> **ASSIGNED TASK**
Among the entries below, take the line with "caller.require(Capability::Administer)?;" and the line with "self.store.all_sent_requests().await?.into_iter().collect();", and output them and every line between them exactly, with nothing else.

::: PROVIDED DATA :::

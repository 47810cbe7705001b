//! Mirror reconciliation.
//!
//! Rebuilds the expected project and inbox mirrors from the ledger and
//! applies the difference: entries missing from a mirror are added, and
//! entries whose ledger row is gone are removed. Running it twice in a
//! row changes nothing the second time.

use std::collections::BTreeSet;
use std::sync::Arc;

use serde::Serialize;
use vendorlink_core::error::CoreError;
use vendorlink_core::roles::Capability;
use vendorlink_core::types::DbId;
use vendorlink_db::models::project::ProjectMirrorEntry;
use vendorlink_db::models::vendor_request::RequestQuery;
use vendorlink_db::store::LedgerStore;

use super::Caller;

#[derive(Debug, Clone, Default, PartialEq, Eq, Serialize)]
pub struct ReconcileReport {
    pub sent_added: usize,
    pub sent_removed: usize,
    pub inbox_added: usize,
    pub inbox_removed: usize,
}

#[derive(Clone)]
pub struct MirrorReconciler {
    store: Arc<dyn LedgerStore>,
}

impl MirrorReconciler {
    pub fn new(store: Arc<dyn LedgerStore>) -> Self {
        Self { store }
    }

    pub async fn reconcile_mirrors(&self, caller: &Caller) -> Result<ReconcileReport, CoreError> {
        caller.require(Capability::Administer)?;

        // Mirrors are read before the ledger: a request created in between
        // is then only ever added, never removed.
        let actual_sent: BTreeSet<ProjectMirrorEntry> =
            self.store.all_sent_requests().await?.into_iter().collect();
        let actual_inbox: BTreeSet<(DbId, DbId)> =
            self.store.all_inbox_entries().await?.into_iter().collect();

        let ledger = self.store.list_requests(&RequestQuery::default()).await?;
        let expected_sent: BTreeSet<ProjectMirrorEntry> = ledger
            .iter()
            .map(|r| ProjectMirrorEntry {
                project_id: r.project_id,
                request_id: r.id,
                role: r.role,
            })
            .collect();
        let expected_inbox: BTreeSet<(DbId, DbId)> =
            ledger.iter().map(|r| (r.vendor_id, r.id)).collect();

        let mut report = ReconcileReport::default();

        // Removals first, so an entry carrying a wrong role is replaced.
        for entry in actual_sent.difference(&expected_sent) {
            self.store
                .remove_sent_request(entry.project_id, entry.request_id)
                .await?;
            report.sent_removed += 1;
        }
        for entry in expected_sent.difference(&actual_sent) {
            self.store
                .add_sent_request(entry.project_id, entry.request_id, entry.role)
                .await?;
            report.sent_added += 1;
        }
        for &(vendor_id, request_id) in actual_inbox.difference(&expected_inbox) {
            self.store.remove_inbox_entry(vendor_id, request_id).await?;
            report.inbox_removed += 1;
        }
        for &(vendor_id, request_id) in expected_inbox.difference(&actual_inbox) {
            self.store.add_inbox_entry(vendor_id, request_id).await?;
            report.inbox_added += 1;
        }

        tracing::info!(
            sent_added = report.sent_added,
            sent_removed = report.sent_removed,
            inbox_added = report.inbox_added,
            inbox_removed = report.inbox_removed,
            "Mirrors reconciled",
        );
        Ok(report)
    }
}
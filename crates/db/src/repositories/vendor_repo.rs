//! Repository for the `vendors` table.

use sqlx::PgPool;
use vendorlink_core::types::DbId;
use vendorlink_core::vendor_role::VendorRole;

use crate::models::vendor::{CreateVendor, Vendor, VendorReview};

const COLUMNS: &str = "id, name, email, phone, role, description, longitude, latitude, \
                       profile_image, work_images, rating, created_at, updated_at";

/// Provides CRUD operations for vendor profiles.
pub struct VendorRepo;

impl VendorRepo {
    /// Insert a new vendor, returning the created row. Rating starts at 0.
    pub async fn create(pool: &PgPool, input: &CreateVendor) -> Result<Vendor, sqlx::Error> {
        let query = format!(
            "INSERT INTO vendors
                (name, email, phone, role, description, longitude, latitude,
                 profile_image, work_images)
             VALUES ($1, $2, $3, $4, $5, $6, $7, $8, $9)
             RETURNING {COLUMNS}"
        );
        sqlx::query_as::<_, Vendor>(&query)
            .bind(&input.name)
            .bind(&input.email)
            .bind(&input.phone)
            .bind(input.role.as_str())
            .bind(&input.description)
            .bind(input.location.longitude)
            .bind(input.location.latitude)
            .bind(&input.profile_image)
            .bind(&input.work_images)
            .fetch_one(pool)
            .await
    }

    pub async fn find_by_id(pool: &PgPool, id: DbId) -> Result<Option<Vendor>, sqlx::Error> {
        let query = format!("SELECT {COLUMNS} FROM vendors WHERE id = $1");
        sqlx::query_as::<_, Vendor>(&query)
            .bind(id)
            .fetch_optional(pool)
            .await
    }

    /// List every vendor practising `role`, ordered by id.
    pub async fn list_by_role(pool: &PgPool, role: VendorRole) -> Result<Vec<Vendor>, sqlx::Error> {
        let query = format!("SELECT {COLUMNS} FROM vendors WHERE role = $1 ORDER BY id");
        sqlx::query_as::<_, Vendor>(&query)
            .bind(role.as_str())
            .fetch_all(pool)
            .await
    }

    /// Overwrite the aggregate rating. Returns `true` if the vendor exists.
    pub async fn set_rating(pool: &PgPool, id: DbId, rating: f64) -> Result<bool, sqlx::Error> {
        let result = sqlx::query("UPDATE vendors SET rating = $2, updated_at = NOW() WHERE id = $1")
            .bind(id)
            .bind(rating)
            .execute(pool)
            .await?;
        Ok(result.rows_affected() > 0)
    }

    /// Rating messages left on the vendor's requests, newest first.
    pub async fn list_reviews(pool: &PgPool, id: DbId) -> Result<Vec<VendorReview>, sqlx::Error> {
        sqlx::query_as::<_, VendorReview>(
            "SELECT id AS request_id, user_id, rating, rating_message AS message, reviewed_at
             FROM vendor_requests
             WHERE vendor_id = $1
               AND rating IS NOT NULL
               AND rating_message IS NOT NULL
               AND reviewed_at IS NOT NULL
             ORDER BY reviewed_at DESC",
        )
        .bind(id)
        .fetch_all(pool)
        .await
    }
}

:::

> **RESPONSE**
        caller.require(Capability::Administer)?;

        // Mirrors are read before the ledger: a request created in between
        // is then only ever added, never removed.
        let actual_sent: BTreeSet<ProjectMirrorEntry> =
            self.store.all_sent_requests().await?.into_iter().collect();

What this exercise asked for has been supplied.